On January 27, she will make her debut with the Seattle Symphony at the eleventh annual Celebrate Asia concert featuring the music of Korea at Benaroya Hall. This includes pianist Seong-Jin Cho, soprano Kathleen Kim, and the Seattle Symphony.
She is also planning her spring debut with the Orchestre National d’île de France.
She also will make her debut with the Korean National Opera, conducting a Marco-Gandini production of Puccini’s La Bohème at the Seoul Arts Center.
“I think the voice is the most beautiful instrument. If everything works out, the voice carries words directly into hearts. Comprehensive performances require more time and work, but give greater sense of achievements in return,” Shiyeon said.
Another project on the books is a new album for Berlin Classics that contain Chopin and Paderewski piano concerto played by pianist Claire Huangci.
Paving a New Way
For the past decade, Shiyeon has blazed her own path in the classical world. In 2006, she became the first woman to win first prize in the Sir Georg Solti International Conductors' Competition. In 2007, she won second prize in Bamberg's Gustav Mahler Conducting Competition (no first prize was given that year).
That year, she became the first female assistant conductor of the Boston Symphony Orchestra, a post she held through 2010. During her three-year tenure in Boston, she began a close collaboration with the Seoul Philharmonic Orchestra and conducted its season-opening concert in 2007. In 2009, the Seoul Philharmonic Orchestra established an Associate Conductor’s position especially for her, which she held until 2013.

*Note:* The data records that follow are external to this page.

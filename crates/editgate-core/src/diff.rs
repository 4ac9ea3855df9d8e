//! Unified diff rendering
//!
//! Produces the human-reviewable preview attached to every proposal. Lines are
//! compared with their terminators, so a dropped final newline shows up as a
//! change followed by a `\ No newline at end of file` marker.

use serde::{Deserialize, Serialize};
use similar::{ChangeTag, TextDiff};

/// Rendered diff plus counters
#[derive(Debug, Clone, Default, PartialEq, Eq, Serialize, Deserialize)]
pub struct DiffPreview {
    /// Unified diff text; empty when old and new are identical
    pub unified: String,
    /// Number of hunks
    pub hunks: usize,
    /// Lines added
    pub added: usize,
    /// Lines removed
    pub removed: usize,
}

impl DiffPreview {
    /// Whether the diff carries no changes
    #[inline]
    #[must_use]
    pub fn is_empty(&self) -> bool {
        self.hunks == 0
    }
}

/// Render a unified diff between `old` and `new`
///
/// `label` appears in the `---`/`+++` headers. `context` is the number of
/// unchanged lines kept around each change.
#[must_use]
pub fn unified_diff(label: &str, old: &str, new: &str, context: usize) -> DiffPreview {
    if old == new {
        return DiffPreview::default();
    }

    let diff = TextDiff::from_lines(old, new);
    let hunks = diff
        .grouped_ops(context)
        .iter()
        .filter(|group| !group.is_empty())
        .count();
    let (mut added, mut removed) = (0, 0);
    for change in diff.iter_all_changes() {
        match change.tag() {
            ChangeTag::Insert => added += 1,
            ChangeTag::Delete => removed += 1,
            ChangeTag::Equal => {}
        }
    }

    let unified = diff
        .unified_diff()
        .context_radius(context)
        .header(&format!("a/{label}"), &format!("b/{label}"))
        .to_string();

    DiffPreview {
        unified,
        hunks,
        added,
        removed,
    }
}

#[cfg(test)]
mod tests {
    use super::*;
    use pretty_assertions::assert_eq;
    use proptest::prelude::*;

    fn numbered(n: usize) -> String {
        (1..=n).map(|i| format!("{i}\n")).collect()
    }

    /// Rebuild the new text from a single full-context hunk
    fn new_side(old: &str, diff: &DiffPreview) -> String {
        if diff.is_empty() {
            return old.to_string();
        }
        diff.unified
            .lines()
            .skip(3)
            .filter_map(|line| line.strip_prefix(' ').or_else(|| line.strip_prefix('+')))
            .map(|line| format!("{line}\n"))
            .collect()
    }

    fn with_line(text: &str, line_no: usize, replacement: &str) -> String {
        text.lines()
            .enumerate()
            .map(|(i, l)| {
                if i + 1 == line_no {
                    format!("{replacement}\n")
                } else {
                    format!("{l}\n")
                }
            })
            .collect()
    }

    #[test]
    fn identical_inputs_produce_empty_preview() {
        let text = numbered(5);
        let diff = unified_diff("f.txt", &text, &text, 3);
        assert!(diff.is_empty());
        assert_eq!(diff, DiffPreview::default());
    }

    #[test]
    fn single_line_replacement() {
        let old = numbered(5);
        let new = "1\n2\nX\n4\n5\n";
        let diff = unified_diff("f.txt", &old, new, 3);

        let expected = "\
--- a/f.txt
+++ b/f.txt
@@ -1,5 +1,5 @@
 1
 2
-3
+X
 4
 5
";
        assert_eq!(diff.unified, expected);
        assert_eq!(diff.hunks, 1);
        assert_eq!(diff.added, 1);
        assert_eq!(diff.removed, 1);
    }

    #[test]
    fn context_limits_hunk() {
        let old = numbered(20);
        let new = with_line(&old, 10, "ten");
        let diff = unified_diff("f.txt", &old, &new, 2);

        let expected = "\
--- a/f.txt
+++ b/f.txt
@@ -8,5 +8,5 @@
 8
 9
-10
+ten
 11
 12
";
        assert_eq!(diff.unified, expected);
    }

    #[test]
    fn distant_changes_form_separate_hunks() {
        let old = numbered(30);
        let new = with_line(&with_line(&old, 2, "two"), 28, "twenty-eight");
        let diff = unified_diff("f.txt", &old, &new, 3);
        assert_eq!(diff.hunks, 2);
        assert!(diff.unified.contains("@@ -1,5 +1,5 @@"));
        assert!(diff.unified.contains("@@ -25,6 +25,6 @@"));
    }

    #[test]
    fn nearby_changes_merge() {
        let old = numbered(12);
        let new = with_line(&with_line(&old, 4, "four"), 8, "eight");
        let diff = unified_diff("f.txt", &old, &new, 3);
        assert_eq!(diff.hunks, 1);
        assert_eq!(diff.added, 2);
        assert_eq!(diff.removed, 2);
    }

    #[test]
    fn insertion_into_empty_file() {
        let diff = unified_diff("empty.txt", "", "hello\n", 3);
        assert!(diff.unified.contains("@@ -0,0 +1 @@"));
        assert!(diff.unified.ends_with("+hello\n"));
        assert_eq!(diff.added, 1);
        assert_eq!(diff.removed, 0);
    }

    #[test]
    fn deleting_everything() {
        let diff = unified_diff("f.txt", "a\nb\n", "", 3);
        assert!(diff.unified.contains("@@ -1,2 +0,0 @@"));
        assert_eq!(diff.removed, 2);
    }

    #[test]
    fn pure_insertion_header_counts() {
        let old = numbered(3);
        let new = "1\n2\nnew\n3\n";
        let diff = unified_diff("f.txt", &old, new, 0);
        assert!(diff.unified.contains("@@ -2,0 +3 @@"));
    }

    #[test]
    fn missing_final_newline_is_marked() {
        let diff = unified_diff("f.txt", "a\nb\n", "a\nb", 3);
        assert_eq!(diff.hunks, 1);
        assert!(diff.unified.contains("-b\n+b\n\\ No newline at end of file\n"));
    }

    #[test]
    fn crlf_lines_keep_their_terminators() {
        let diff = unified_diff("f.txt", "a\r\nb\r\n", "a\r\nc\r\n", 3);
        assert!(diff.unified.contains(" a\r\n-b\r\n+c\r\n"));
        assert_eq!((diff.added, diff.removed), (1, 1));
    }

    #[test]
    fn fully_rewritten_file_is_one_hunk() {
        let old: String = (0..2100).map(|i| format!("old {i}\n")).collect();
        let new: String = (0..2100).map(|i| format!("new {i}\n")).collect();
        let diff = unified_diff("big.txt", &old, &new, 3);
        assert_eq!(diff.hunks, 1);
        assert_eq!(diff.removed, 2100);
        assert_eq!(diff.added, 2100);
        assert!(diff.unified.contains("@@ -1,2100 +1,2100 @@"));
    }

    proptest! {
        #[test]
        fn counts_match_line_delta(
            old in prop::collection::vec("[abc]{0,2}", 0..12),
            new in prop::collection::vec("[abc]{0,2}", 0..12),
        ) {
            let old_text: String = old.iter().map(|l| format!("{l}\n")).collect();
            let new_text: String = new.iter().map(|l| format!("{l}\n")).collect();
            let diff = unified_diff("p.txt", &old_text, &new_text, 3);

            prop_assert_eq!(diff.is_empty(), old_text == new_text);
            prop_assert_eq!(
                old.len() as isize - diff.removed as isize,
                new.len() as isize - diff.added as isize
            );
        }

        #[test]
        fn full_context_diff_reconstructs_new(
            old in prop::collection::vec("[ab]{0,2}", 0..10),
            new in prop::collection::vec("[ab]{0,2}", 0..10),
        ) {
            let old_text: String = old.iter().map(|l| format!("{l}\n")).collect();
            let new_text: String = new.iter().map(|l| format!("{l}\n")).collect();
            let diff = unified_diff("p.txt", &old_text, &new_text, 100);
            prop_assert_eq!(new_side(&old_text, &diff), new_text);
        }
    }
}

In 2014 when she was named chief conductor of the Gyeonggi Philharmonic Orchestra, making her the first woman appointed to lead a Korean orchestra. Since concluding this position in 2017, she still thrives in the classical music industry, not just from the stage but also within the community. When she worked in Korea, she invited the marginalized class people to nonprofit concerts and organized nonprofit master class for students.
She thinks people need a step-by-step approach to classical music, just like learning dance or yoga. Institutes or performing groups could try to plan various kinds of performance targeting diverse audience besides subscription concerts. For example, for young audience a dress code matching with the program can be set up so that audience can feel fun, free and have fantastic time.
“I believe that music is powerful enough to connect the people whoever they are. If you see that people need music and they can really get comfort from music, you can feel tremendous thrill. This joy is something I can’t compare to anything in the world. That’s why I perform the music on the stage,” Shiyeon said.